What to do: Lift out, unaltered, the lines of the material below between the line holding "the field's widget" and the line holding "let errors = self.schema.validate(&self.state);", counting both.

BEGIN Records for this exercise

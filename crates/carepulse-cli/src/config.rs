//! CLI Configuration

use serde::{Deserialize, Serialize};
use std::fs;
use std::path::PathBuf;

use crate::output::OutputFormat;

#[derive(Debug, Default, Serialize, Deserialize)]
pub struct Config {
    pub api_url: Option<String>,
    pub api_key: Option<String>,
    pub admin_passkey: Option<String>,
    pub default_format: Option<String>,
}

impl Config {
    pub fn load(profile: Option<&str>) -> Result<Self, String> {
        let path = Self::config_path(profile)?;
        if path.exists() {
            let content = fs::read_to_string(&path).map_err(|e| e.to_string())?;
            toml::from_str(&content).map_err(|e| e.to_string())
        } else {
            Ok(Self::default())
        }
    }

    pub fn save(&self, profile: Option<&str>) -> Result<PathBuf, String> {
        let path = Self::config_path(profile)?;
        if let Some(parent) = path.parent() {
            fs::create_dir_all(parent).map_err(|e| e.to_string())?;
        }
        let content = toml::to_string_pretty(self).map_err(|e| e.to_string())?;
        fs::write(&path, content).map_err(|e| e.to_string())?;
        Ok(path)
    }

    /// Output format from `default_format`, ignored when unrecognized
    pub fn format(&self) -> Option<OutputFormat> {
        use clap::ValueEnum;
        self.default_format
            .as_deref()
            .and_then(|f| OutputFormat::from_str(f, true).ok())
    }

    fn config_path(profile: Option<&str>) -> Result<PathBuf, String> {
        let home = dirs::home_dir().ok_or("Cannot find home directory")?;
        let filename = match profile {
            Some(p) => format!("config.{}.toml", p),
            None => "config.toml".to_string(),
        };
        Ok(home.join(".carepulse").join(filename))
    }
}
//! Offline walk-through of the patient journey

use colored::Colorize;
use std::sync::Arc;

use carepulse_forms::gate::codec;
use carepulse_forms::{
    AccessGate, AdminPasskey, AppointmentForm, AppointmentKind, FieldValue, FileAttachment, FormView,
    InMemoryCredentialStore, InMemoryPersistence, PatientIntakeForm, RegistrationForm,
};

use super::appointment::print_appointment;
use super::{apply_values, settle, Context};

const DEMO_PASSKEY: &str = "111111";

fn step(title: &str) {
    println!("\n{}", title.bold().underline());
}

pub async fn run(ctx: &Context) -> Result<(), String> {
    let gateway = InMemoryPersistence::new();
    let navigator = &ctx.navigator;

    step("1. Patient intake");
    let mut intake = PatientIntakeForm::new().map_err(|e| e.to_string())?;
    apply_values(
        intake.controller_mut(),
        &[
            "name=Roumodip Das".into(),
            "email=rdas567@gmail.com".into(),
            "phone=8966620102".into(),
        ],
    )?;
    let user = settle(intake.submit(&gateway, navigator).await)?;
    ctx.format.print(&user);

    step("2. Registration");
    let mut registration = RegistrationForm::new(user.clone()).map_err(|e| e.to_string())?;
    apply_values(
        registration.controller_mut(),
        &[
            format!("name={}", user.name),
            format!("email={}", user.email),
            format!("phone={}", user.phone),
            "birthDate=1995-04-12".into(),
            "gender=male".into(),
            "address=14 street, Kolkata".into(),
            "occupation=Software Engineer".into(),
            "emergencyContactName=Mita Das".into(),
            "emergencyContactNumber=8966620103".into(),
            "primaryPhysician=Aditi Das".into(),
            "insuranceProvider=BlueCross BlueShield".into(),
            "insurancePolicyNumber=ABC123456789".into(),
            "identificationNumber=123456789".into(),
            "treatmentConsent=true".into(),
            "disclosureConsent=true".into(),
            "privacyConsent=true".into(),
        ],
    )?;
    registration
        .controller_mut()
        .change(
            "identificationDocument",
            FieldValue::Files(vec![FileAttachment::new(
                "birth-certificate.png",
                "image/png",
                b"demo document".to_vec(),
            )]),
        )
        .map_err(|e| e.to_string())?;
    let patient = settle(registration.submit(&gateway, navigator).await)?;
    ctx.format.print(&patient);

    step("3. New appointment");
    let mut request = AppointmentForm::new(
        AppointmentKind::Create,
        user.id.clone(),
        Some(patient.id.clone()),
        None,
    )
    .map_err(|e| e.to_string())?;
    apply_values(
        request.controller_mut(),
        &[
            "primaryPhysician=Aditi Das".into(),
            "schedule=2024-07-01T09:30".into(),
            "reason=Annual monthly check-up".into(),
            "note=Prefer afternoon appointments, if possible".into(),
        ],
    )?;
    let appointment = settle(request.submit(&gateway, navigator).await)?;
    print_appointment(ctx, &appointment);

    step("4. Admin access");
    let mut gate = AccessGate::new(
        AdminPasskey::new(DEMO_PASSKEY).map_err(|e| e.to_string())?,
        Arc::new(InMemoryCredentialStore::new()),
    );
    gate.mount(navigator);
    gate.set_input("000000");
    gate.submit(navigator).map_err(|e| e.to_string())?;
    println!("{}", gate.error().unwrap_or_default().red());
    gate.set_input(DEMO_PASSKEY);
    gate.submit(navigator).map_err(|e| e.to_string())?;
    println!("stored credential: {}", codec::encode(DEMO_PASSKEY));

    step("5. Schedule");
    let mut schedule = AppointmentForm::new(
        AppointmentKind::Schedule,
        user.id.clone(),
        None,
        Some(appointment.clone()),
    )
    .map_err(|e| e.to_string())?;
    apply_values(schedule.controller_mut(), &["schedule=2024-07-02T15:00".into()])?;
    let scheduled = settle(schedule.submit(&gateway, navigator).await)?;
    print_appointment(ctx, &scheduled);

    step("6. Cancel");
    let mut cancel = AppointmentForm::new(AppointmentKind::Cancel, user.id.clone(), None, Some(scheduled))
        .map_err(|e| e.to_string())?;
    apply_values(
        cancel.controller_mut(),
        &["cancellationReason=Urgent meeting came up".into()],
    )?;
    let cancelled = settle(cancel.submit(&gateway, navigator).await)?;
    print_appointment(ctx, &cancelled);

    Ok(())
}
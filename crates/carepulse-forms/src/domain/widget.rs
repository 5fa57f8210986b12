//! Widget descriptions
//!
//! Renderers produce these plain descriptions instead of drawing anything;
//! a host (terminal, web front end) decides how to present them.

use chrono::NaiveDateTime;
use serde::Serialize;

use super::field::{Icon, SelectOption};
use super::value::FileAttachment;

#[derive(Clone, Debug, PartialEq, Serialize)]
#[serde(tag = "widget", rename_all = "snake_case")]
pub enum Widget {
    TextInput {
        name: String,
        value: String,
        placeholder: Option<String>,
        icon: Option<Icon>,
        disabled: bool,
    },
    PhoneInput {
        name: String,
        value: String,
        placeholder: Option<String>,
        default_country: String,
        international: bool,
    },
    DatePicker {
        name: String,
        selected: Option<NaiveDateTime>,
        display: Option<String>,
        format: String,
        show_time: bool,
        time_label: String,
        icon: Icon,
    },
    Select {
        name: String,
        selected: Option<String>,
        placeholder: Option<String>,
        options: Vec<SelectOption>,
    },
    TextArea {
        name: String,
        value: String,
        placeholder: Option<String>,
        disabled: bool,
    },
    Checkbox {
        name: String,
        checked: bool,
        label: Option<String>,
    },
    RadioGroup {
        name: String,
        selected: Option<String>,
        options: Vec<String>,
    },
    FileUploader {
        name: String,
        files: Vec<FileSummary>,
    },
}

impl Widget {
    /// Field name the widget is bound to
    pub fn name(&self) -> &str {
        match self {
            Self::TextInput { name, .. }
            | Self::PhoneInput { name, .. }
            | Self::DatePicker { name, .. }
            | Self::Select { name, .. }
            | Self::TextArea { name, .. }
            | Self::Checkbox { name, .. }
            | Self::RadioGroup { name, .. }
            | Self::FileUploader { name, .. } => name,
        }
    }

    pub fn kind_name(&self) -> &'static str {
        match self {
            Self::TextInput { .. } => "text_input",
            Self::PhoneInput { .. } => "phone_input",
            Self::DatePicker { .. } => "date_picker",
            Self::Select { .. } => "select",
            Self::TextArea { .. } => "text_area",
            Self::Checkbox { .. } => "checkbox",
            Self::RadioGroup { .. } => "radio_group",
            Self::FileUploader { .. } => "file_uploader",
        }
    }

    /// Short human-readable rendering of the widget's current value
    pub fn display_value(&self) -> String {
        match self {
            Self::TextInput { value, .. }
            | Self::PhoneInput { value, .. }
            | Self::TextArea { value, .. } => value.clone(),
            Self::DatePicker { display, .. } => display.clone().unwrap_or_default(),
            Self::Select { selected, .. } | Self::RadioGroup { selected, .. } => {
                selected.clone().unwrap_or_default()
            }
            Self::Checkbox { checked, .. } => if *checked { "[x]" } else { "[ ]" }.to_string(),
            Self::FileUploader { files, .. } => files
                .iter()
                .map(|f| f.file_name.as_str())
                .collect::<Vec<_>>()
                .join(", "),
        }
    }
}

/// Metadata of an uploaded file, without its bytes
#[derive(Clone, Debug, PartialEq, Eq, Serialize)]
pub struct FileSummary {
    pub file_name: String,
    pub mime_type: String,
    pub size: usize,
}

impl From<&FileAttachment> for FileSummary {
    fn from(file: &FileAttachment) -> Self {
        Self {
            file_name: file.file_name.clone(),
            mime_type: file.mime_type.clone(),
            size: file.size(),
        }
    }
}
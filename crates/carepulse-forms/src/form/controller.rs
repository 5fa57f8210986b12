//! Form controller
//!
//! Owns the field specifications, the validation schema and the form
//! state. Change events enter here; rendered field units leave here.

use std::collections::{BTreeMap, HashSet};
use std::sync::Arc;

use crate::domain::{FieldKind, FieldSpec, FieldValue, Phone};
use crate::error::{FormsError, Result};
use crate::render::{FieldRenderer, FieldUnit};

use super::input::{parse_bool, parse_datetime};
use super::schema::ValidationSchema;
use super::state::{FieldErrors, FormState};

pub struct FormController {
    fields: Vec<FieldSpec>,
    schema: Arc<dyn ValidationSchema>,
    state: FormState,
    renderer: FieldRenderer,
}

impl FormController {
    /// Build a controller. Every specification name must be declared by the
    /// schema and appear only once.
    pub fn new(
        fields: Vec<FieldSpec>,
        schema: Arc<dyn ValidationSchema>,
        defaults: BTreeMap<String, FieldValue>,
    ) -> Result<Self> {
        let mut seen = HashSet::new();
        for spec in &fields {
            if !schema.declares(&spec.name) {
                return Err(FormsError::UndeclaredField(spec.name.clone()));
            }
            if !seen.insert(spec.name.as_str()) {
                return Err(FormsError::DuplicateField(spec.name.clone()));
            }
        }

        Ok(Self {
            fields,
            schema,
            state: FormState::new(defaults),
            renderer: FieldRenderer::new(),
        })
    }

    pub fn fields(&self) -> &[FieldSpec] {
        &self.fields
    }

    pub fn field(&self, name: &str) -> Option<&FieldSpec> {
        self.fields.iter().find(|f| f.name == name)
    }

    pub fn state(&self) -> &FormState {
        &self.state
    }

    pub fn schema(&self) -> &dyn ValidationSchema {
        self.schema.as_ref()
    }

    pub fn value(&self, name: &str) -> &FieldValue {
        self.state.value(name)
    }

    /// Apply a change event. Values are coerced to what the field's widget
    /// stores; after a submit attempt the field is re-validated.
    pub fn change(&mut self, name: &str, value: FieldValue) -> Result<()> {
        let kind = self.kind_of(name)?;
        let value = match kind {
            Some(kind) => coerce(kind, value),
            None => value,
        };

        self.state.set(name, value);

        if self.state.submit_attempted() {
            let error = self.schema.validate_field(name, &self.state);
            self.state.set_error(name, error);
        }
        Ok(())
    }

    /// Apply raw text input, parsed according to the field kind
    pub fn input(&mut self, name: &str, raw: &str) -> Result<()> {
        let value = match self.kind_of(name)? {
            Some(FieldKind::Checkbox) => parse_bool(raw)
                .map(FieldValue::Bool)
                .ok_or_else(|| invalid(name, "expected true or false"))?,
            Some(FieldKind::DatePicker) => parse_datetime(raw)
                .map(FieldValue::DateTime)
                .ok_or_else(|| invalid(name, "expected a date like 2024-07-01 or 2024-07-01T09:30"))?,
            _ => FieldValue::text(raw),
        };
        self.change(name, value)
    }

    /// Run the schema over the whole form, storing the errors.
    /// Returns true when the form may be submitted.
    pub fn validate(&mut self) -> bool {
        let errors = self.schema.validate(&self.state);
        self.state.mark_submit_attempted();
        let valid = errors.is_empty();
        self.state.set_errors(errors);
        valid
    }

    pub fn errors(&self) -> &FieldErrors {
        self.state.errors()
    }

    pub fn render(&self) -> Vec<FieldUnit> {
        self.fields
            .iter()
            .map(|spec| {
                FieldUnit::compose(
                    &self.renderer,
                    spec,
                    self.state.value(&spec.name),
                    self.state.error(&spec.name),
                )
            })
            .collect()
    }

    pub fn reset(&mut self) {
        self.state.reset();
    }

    /// Kind of a visible field, `None` for a declared but hidden one
    fn kind_of(&self, name: &str) -> Result<Option<FieldKind>> {
        match self.field(name) {
            Some(spec) => Ok(Some(spec.kind)),
            None if self.schema.declares(name) => Ok(None),
            None => Err(FormsError::UnknownField(name.to_string())),
        }
    }
}

impl std::fmt::Debug for FormController {
    fn fmt(&self, f: &mut std::fmt::Formatter<'_>) -> std::fmt::Result {
        f.debug_struct("FormController")
            .field("fields", &self.fields)
            .field("state", &self.state)
            .finish()
    }
}

fn coerce(kind: FieldKind, value: FieldValue) -> FieldValue {
    match (kind, value) {
        (FieldKind::PhoneInput, FieldValue::Text(raw)) => FieldValue::Text(Phone::normalize(&raw)),
        (FieldKind::Checkbox, FieldValue::Empty) => FieldValue::Bool(false),
        (_, value) => value,
    }
}

fn invalid(name: &str, reason: &str) -> FormsError {
    FormsError::InvalidInput {
        field: name.to_string(),
        reason: reason.to_string(),
    }
}
//! Form state, validation and the per-form controller

pub mod controller;
pub mod input;
pub mod schema;
pub mod schemas;
pub mod state;

pub use controller::FormController;
pub use schema::{FieldRules, Rule, RuleSchema, ValidationSchema};
pub use state::{FieldErrors, FormState};
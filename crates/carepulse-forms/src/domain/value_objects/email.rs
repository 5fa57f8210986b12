//! Email Value Object

use serde::{Deserialize, Serialize};
use std::fmt;

/// Email value object with validation
#[derive(Clone, Debug, PartialEq, Eq, Hash, Serialize, Deserialize)]
#[serde(transparent)]
pub struct Email(String);

impl Email {
    /// Create a new validated email; surrounding whitespace is dropped
    pub fn new(value: impl Into<String>) -> Result<Self, EmailError> {
        let value = value.into().trim().to_string();

        if value.is_empty() {
            return Err(EmailError::Empty);
        }

        if !Self::is_valid_format(&value) {
            return Err(EmailError::InvalidFormat);
        }

        Ok(Self(value))
    }

    pub fn as_str(&self) -> &str {
        &self.0
    }

    pub fn domain(&self) -> Option<&str> {
        self.0.split('@').nth(1)
    }

    /// Check the basic shape `local@domain.tld`
    pub fn is_valid_format(email: &str) -> bool {
        let parts: Vec<&str> = email.split('@').collect();
        if parts.len() != 2 {
            return false;
        }

        let local = parts[0];
        let domain = parts[1];

        !local.is_empty()
            && !local.chars().any(char::is_whitespace)
            && !domain.is_empty()
            && domain.contains('.')
            && !domain.starts_with('.')
            && !domain.ends_with('.')
            && !domain.contains("..")
            && !domain.chars().any(char::is_whitespace)
    }
}

impl fmt::Display for Email {
    fn fmt(&self, f: &mut fmt::Formatter<'_>) -> fmt::Result {
        write!(f, "{}", self.0)
    }
}

impl AsRef<str> for Email {
    fn as_ref(&self) -> &str {
        &self.0
    }
}

#[derive(Debug, Clone, PartialEq, Eq)]
pub enum EmailError {
    Empty,
    InvalidFormat,
}

impl std::error::Error for EmailError {}

impl fmt::Display for EmailError {
    fn fmt(&self, f: &mut fmt::Formatter<'_>) -> fmt::Result {
        match self {
            Self::Empty => write!(f, "Email cannot be empty"),
            Self::InvalidFormat => write!(f, "Invalid email address"),
        }
    }
}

END Records for this exercise

Written solution:
    /// Apply a change event. Values are coerced to what the field's widget
    /// stores; after a submit attempt the field is re-validated.
    pub fn change(&mut self, name: &str, value: FieldValue) -> Result<()> {
        let kind = self.kind_of(name)?;
        let value = match kind {
            Some(kind) => coerce(kind, value),
            None => value,
        };

        self.state.set(name, value);

        if self.state.submit_attempted() {
            let error = self.schema.validate_field(name, &self.state);
            self.state.set_error(name, error);
        }
        Ok(())
    }

    /// Apply raw text input, parsed according to the field kind
    pub fn input(&mut self, name: &str, raw: &str) -> Result<()> {
        let value = match self.kind_of(name)? {
            Some(FieldKind::Checkbox) => parse_bool(raw)
                .map(FieldValue::Bool)
                .ok_or_else(|| invalid(name, "expected true or false"))?,
            Some(FieldKind::DatePicker) => parse_datetime(raw)
                .map(FieldValue::DateTime)
                .ok_or_else(|| invalid(name, "expected a date like 2024-07-01 or 2024-07-01T09:30"))?,
            _ => FieldValue::text(raw),
        };
        self.change(name, value)
    }

    /// Run the schema over the whole form, storing the errors.
    /// Returns true when the form may be submitted.
    pub fn validate(&mut self) -> bool {
        let errors = self.schema.validate(&self.state);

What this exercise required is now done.